Functionalized nanosponges for controlled antibacterial and antihypocalcemic actions.

Abstract

The aim of the present work was to develop lysozyme impregnated surface-active nanosponges to maintain its conformational stability and break bacterial cell walls by catalyzing the hydrolysis of 1,4-β-linkages between N-acetyl-d-glucosamine and N-acetylmuramic acid residues present in peptidoglycan layer surrounding the bacterial cell membrane, and for controlling the release of calcium in hypocalcemia condition. Different carbonyl diimidazole cross-linked β-cyclodextrin nanosponges with and without CaCO3 and CMC were prepared by polymer condensation method. The surface-active nanosponges were impregnated by lysozyme due to their ability to adsorb protein. Lysozyme impregnated nanosponges had a monomodal particle size distribution of 347.46±3.07 to 550.34±5.23nm, with a narrow distribution. The zeta potentials were sufficiently increased upon lysozyme impregnation, suggesting stable formulations by preventing aggregation. The in vitro release studies showed controlled release of lysozyme and calcium over a period of 24h.

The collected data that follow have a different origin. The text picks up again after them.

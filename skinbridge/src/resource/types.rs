use super::{Resource, ResourceDescriptor};
use crate::game_profile::GameProfile;
use crate::player::PlayerEntity;
use crate::provider::{CapeType, PlayerSkinType, ProviderType, SkinGeometryType, SkullType};
use crate::session::{PersonaPiece, PersonaTint, SkinAnimation};
use crate::texture::TextureData;
use anyhow::Context;
use derivative::Derivative;
use std::sync::Arc;
use uuid::Uuid;

macro_rules! impl_resource {
    ($($ty:ty => $kind:literal),* $(,)?) => {
        $(
            impl Resource for $ty {
                const KIND: &'static str = $kind;

                fn resource_uri(&self) -> &str {
                    &self.resource_uri
                }
            }
        )*
    };
}

impl_resource!(
    PlayerSkin => "skin",
    Cape => "cape",
    Ears => "ears",
    Skull => "skull",
    SkinGeometry => "geometry",
    GameProfileData => "game profile",
    PlayerSkinProfile => "skin profile",
    PlayerSkullProfile => "skull profile",
);

#[derive(Debug, Clone, PartialEq, Derivative)]
#[derivative(Default)]
pub struct PlayerSkin {
    pub resource_uri: String,
    pub skin_id: String,
    pub skin_data: TextureData,
    pub animations: Vec<SkinAnimation>,
    pub animation_data: String,
    pub premium: bool,
    pub persona: bool,
    pub cape_on_classic: bool,
    #[derivative(Default(value = "\"wide\".to_string()"))]
    pub arm_size: String,
    #[derivative(Default(value = "\"#0\".to_string()"))]
    pub skin_color: String,
    pub persona_pieces: Vec<PersonaPiece>,
    pub persona_tint_colors: Vec<PersonaTint>,
}

impl PlayerSkin {
    pub fn new(resource_uri: impl Into<String>, skin_id: impl Into<String>, skin_data: TextureData) -> Self {
        Self {
            resource_uri: resource_uri.into(),
            skin_id: skin_id.into(),
            skin_data,
            ..Self::default()
        }
    }
}

#[derive(Debug, Clone, PartialEq, Eq, Default)]
pub struct Cape {
    pub resource_uri: String,
    pub cape_id: String,
    pub cape_data: TextureData,
}

impl Cape {
    /// Stand-in for "no cape"
    pub fn none(resource_uri: impl Into<String>) -> Self {
        Self {
            resource_uri: resource_uri.into(),
            ..Self::default()
        }
    }
}

#[derive(Debug, Clone, PartialEq, Eq, Default)]
pub struct Ears {
    pub resource_uri: String,
    pub ears_data: TextureData,
}

#[derive(Debug, Clone, PartialEq, Eq, Default)]
pub struct Skull {
    pub resource_uri: String,
    pub skull_id: String,
    pub skull_data: TextureData,
}

#[derive(Debug, Clone, PartialEq, Eq)]
pub struct SkinGeometry {
    pub resource_uri: String,
    /// `{"geometry":{"default":<name>}}`
    pub resource_patch: String,
    pub name: String,
    /// Geometry JSON, empty for geometries built into the client
    pub data: String,
}

impl SkinGeometry {
    pub fn named(resource_uri: impl Into<String>, name: impl Into<String>, data: impl Into<String>) -> Self {
        let name = name.into();
        Self {
            resource_uri: resource_uri.into(),
            resource_patch: resource_patch_for(&name),
            name,
            data: data.into(),
        }
    }

    pub fn from_patch(
        resource_uri: impl Into<String>,
        resource_patch: impl Into<String>,
        data: impl Into<String>,
    ) -> anyhow::Result<Self> {
        let resource_patch = resource_patch.into();
        Ok(Self {
            resource_uri: resource_uri.into(),
            name: geometry_name(&resource_patch)?,
            resource_patch,
            data: data.into(),
        })
    }
}

pub fn resource_patch_for(geometry_name: &str) -> String {
    serde_json::json!({ "geometry": { "default": geometry_name } }).to_string()
}

pub fn geometry_name(resource_patch: &str) -> anyhow::Result<String> {
    let patch: serde_json::Value =
        serde_json::from_str(resource_patch).context("Invalid resource patch")?;
    patch
        .pointer("/geometry/default")
        .and_then(|name| name.as_str())
        .map(str::to_string)
        .with_context(|| format!("Resource patch has no default geometry: {resource_patch}"))
}

#[derive(Debug, Clone, PartialEq, Eq)]
pub struct GameProfileData {
    pub resource_uri: String,
    pub profile: Arc<GameProfile>,
}

/// Settled appearance of a player
#[derive(Debug, Clone, PartialEq, Eq)]
pub struct PlayerSkinProfile {
    pub resource_uri: String,
    pub player_id: Uuid,
    pub bedrock_skin_loaded: bool,
    pub skin: ResourceDescriptor<PlayerSkin>,
    pub cape: ResourceDescriptor<Cape>,
    pub geometry: ResourceDescriptor<SkinGeometry>,
}

impl PlayerSkinProfile {
    pub fn uri_for(player_id: &Uuid) -> String {
        format!("skinProfile:{player_id}")
    }

    pub fn descriptor_for(player_id: &Uuid) -> ResourceDescriptor<PlayerSkinProfile> {
        ResourceDescriptor::new(Self::uri_for(player_id))
    }

    pub fn descriptor(&self) -> ResourceDescriptor<PlayerSkinProfile> {
        ResourceDescriptor::new(self.resource_uri.clone())
    }

    /// Bundled steve/alex appearance, always available
    pub fn default_for(player: &PlayerEntity) -> Self {
        Self {
            resource_uri: Self::uri_for(&player.uuid),
            player_id: player.uuid,
            bedrock_skin_loaded: false,
            skin: PlayerSkinType::default_for(player),
            cape: CapeType::default_for(player),
            geometry: SkinGeometryType::default_for(player),
        }
    }
}

#[derive(Debug, Clone, PartialEq, Eq)]
pub struct PlayerSkullProfile {
    pub resource_uri: String,
    pub player_id: Uuid,
    pub skull: ResourceDescriptor<Skull>,
    pub geometry: ResourceDescriptor<SkinGeometry>,
}

impl PlayerSkullProfile {
    pub fn uri_for(player_id: &Uuid) -> String {
        format!("skullProfile:{player_id}")
    }

    pub fn descriptor_for(player_id: &Uuid) -> ResourceDescriptor<PlayerSkullProfile> {
        ResourceDescriptor::new(Self::uri_for(player_id))
    }

    pub fn default_for(player: &PlayerEntity) -> Self {
        Self {
            resource_uri: Self::uri_for(&player.uuid),
            player_id: player.uuid,
            skull: SkullType::default_for(player),
            geometry: SkinGeometryType::CustomSkull.descriptor_for(player),
        }
    }
}
//! In-memory collaborators for tests

use crate::fetch::Fetcher;
use crate::game_profile::GameProfile;
use crate::player::PlayerEntity;
use crate::player_list::{OutboundPacket, SettingsPacket};
use crate::resource::types::resource_patch_for;
use crate::session::{ClientAppearance, Session, SessionDirectory};
use crate::texture::TextureData;
use anyhow::Context;
use base64::Engine;
use base64::engine::general_purpose::STANDARD;
use bytes::Bytes;
use crossbeam_channel::{Receiver, Sender};
use dashmap::DashMap;
use futures::FutureExt;
use futures::future::{self, BoxFuture};
use std::collections::HashMap;
use std::sync::atomic::{AtomicBool, AtomicI64, Ordering};
use std::sync::{Arc, RwLock};
use std::time::Duration;
use uuid::Uuid;

/// Serves fixed bodies by URL, anything else fails like an unreachable host
#[derive(Default)]
pub struct StaticFetcher {
    responses: HashMap<String, Bytes>,
    delays: HashMap<String, Duration>,
}

impl StaticFetcher {
    pub fn new() -> Self {
        Self::default()
    }

    pub fn with(mut self, url: impl Into<String>, body: impl Into<Bytes>) -> Self {
        self.responses.insert(url.into(), body.into());
        self
    }

    /// Like [`StaticFetcher::with`], but the response only arrives after `delay`
    pub fn with_delay(mut self, url: impl Into<String>, body: impl Into<Bytes>, delay: Duration) -> Self {
        let url = url.into();
        self.delays.insert(url.clone(), delay);
        self.with(url, body)
    }
}

impl Fetcher for StaticFetcher {
    fn fetch_bytes(&self, url: &str) -> BoxFuture<'static, anyhow::Result<Bytes>> {
        let response = self
            .responses
            .get(url)
            .cloned()
            .with_context(|| format!("Connection refused: {url}"));
        match self.delays.get(url).copied() {
            Some(delay) => async move {
                tokio::time::sleep(delay).await;
                response
            }
            .boxed(),
            None => future::ready(response).boxed(),
        }
    }
}

/// Opaque white PNG of the given size
pub fn png(width: u32, height: u32) -> Vec<u8> {
    let image = image::RgbaImage::from_pixel(width, height, image::Rgba([255, 255, 255, 255]));
    let mut encoded = std::io::Cursor::new(Vec::new());
    image
        .write_to(&mut encoded, image::ImageFormat::Png)
        .unwrap();
    encoded.into_inner()
}

/// Classic skin with a client side geometry, as a Bedrock client would send it
pub fn client_appearance(skin_id: &str, size: u32) -> ClientAppearance {
    ClientAppearance {
        skin_id: skin_id.to_string(),
        skin: TextureData::new(vec![255u8; (size * size * 4) as usize], size, size),
        cape_id: format!("{skin_id}-cape"),
        cape: TextureData::new(vec![255u8; 64 * 32 * 4], 64, 32),
        resource_patch: STANDARD.encode(resource_patch_for("geometry.humanoid.custom")),
        geometry_data: STANDARD.encode("{}"),
        arm_size: "wide".to_string(),
        skin_color: "#0".to_string(),
        ..ClientAppearance::default()
    }
}

/// Session capturing every packet sent to it
pub struct RecordingSession {
    player_id: Uuid,
    auth_uuid: Uuid,
    entity_id: AtomicI64,
    initialized: AtomicBool,
    client_data: RwLock<Option<Arc<ClientAppearance>>>,
    sender: Sender<OutboundPacket>,
    receiver: Receiver<OutboundPacket>,
}

impl RecordingSession {
    pub fn new(player_id: Uuid, entity_id: i64, initialized: bool) -> Self {
        let (sender, receiver) = crossbeam_channel::unbounded();
        Self {
            player_id,
            auth_uuid: Uuid::new_v4(),
            entity_id: AtomicI64::new(entity_id),
            initialized: AtomicBool::new(initialized),
            client_data: RwLock::new(None),
            sender,
            receiver,
        }
    }

    pub fn with_client_data(self, client_data: ClientAppearance) -> Self {
        *self.client_data.write().unwrap() = Some(Arc::new(client_data));
        self
    }

    pub fn set_initialized(&self, initialized: bool) {
        self.initialized.store(initialized, Ordering::SeqCst);
    }

    /// Packets sent since the last drain, in order
    pub fn drain(&self) -> Vec<OutboundPacket> {
        self.receiver.try_iter().collect()
    }
}

impl Session for RecordingSession {
    fn player_id(&self) -> Uuid {
        self.player_id
    }

    fn auth_uuid(&self) -> Uuid {
        self.auth_uuid
    }

    fn xuid(&self) -> String {
        format!("xuid-{}", self.player_id.simple())
    }

    fn entity_id(&self) -> i64 {
        self.entity_id.load(Ordering::SeqCst)
    }

    fn client_data(&self) -> Option<Arc<ClientAppearance>> {
        self.client_data.read().unwrap().clone()
    }

    fn update_client_data(&self, client_data: ClientAppearance) {
        *self.client_data.write().unwrap() = Some(Arc::new(client_data));
    }

    fn is_initialized(&self) -> bool {
        self.initialized.load(Ordering::SeqCst)
    }

    fn send_packet(&self, packet: OutboundPacket) {
        self.sender.send(packet).unwrap();
    }

    fn adventure_settings(&self, entity_id: i64) -> Option<SettingsPacket> {
        Some(SettingsPacket {
            unique_entity_id: entity_id,
            ..SettingsPacket::default()
        })
    }
}

#[derive(Default)]
pub struct StaticDirectory {
    sessions: DashMap<Uuid, Arc<dyn Session>>,
}

impl StaticDirectory {
    pub fn new() -> Self {
        Self::default()
    }

    pub fn insert(&self, session: Arc<dyn Session>) {
        self.sessions.insert(session.player_id(), session);
    }
}

impl SessionDirectory for StaticDirectory {
    fn find_by_player_id(&self, player_id: &Uuid) -> Option<Arc<dyn Session>> {
        self.sessions.get(player_id).map(|session| session.clone())
    }
}

/// Registers a Bedrock session carrying `client_data` and returns its player
pub fn bedrock_player(
    directory: &StaticDirectory,
    name: &str,
    client_data: ClientAppearance,
) -> (PlayerEntity, Arc<RecordingSession>) {
    let player = PlayerEntity::new(GameProfile::new(Uuid::new_v4(), name), 100)
        .with_slim(false)
        .with_client_data(&client_data);
    let session = Arc::new(RecordingSession::new(player.uuid, 100, true).with_client_data(client_data));
    directory.insert(session.clone());
    (player, session)
}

FTIR studies confirmed the impregnation of lysozyme on nanosponges and encapsulation of calcium in nanosponges. Lysozyme formulation showed promising conformational stability by DSC. It can be concluded that the stable nanosponges formulation is a promising carrier for antibacterial protein and preventing depletion of calcium in antibiotic associated hypocalcemic condition.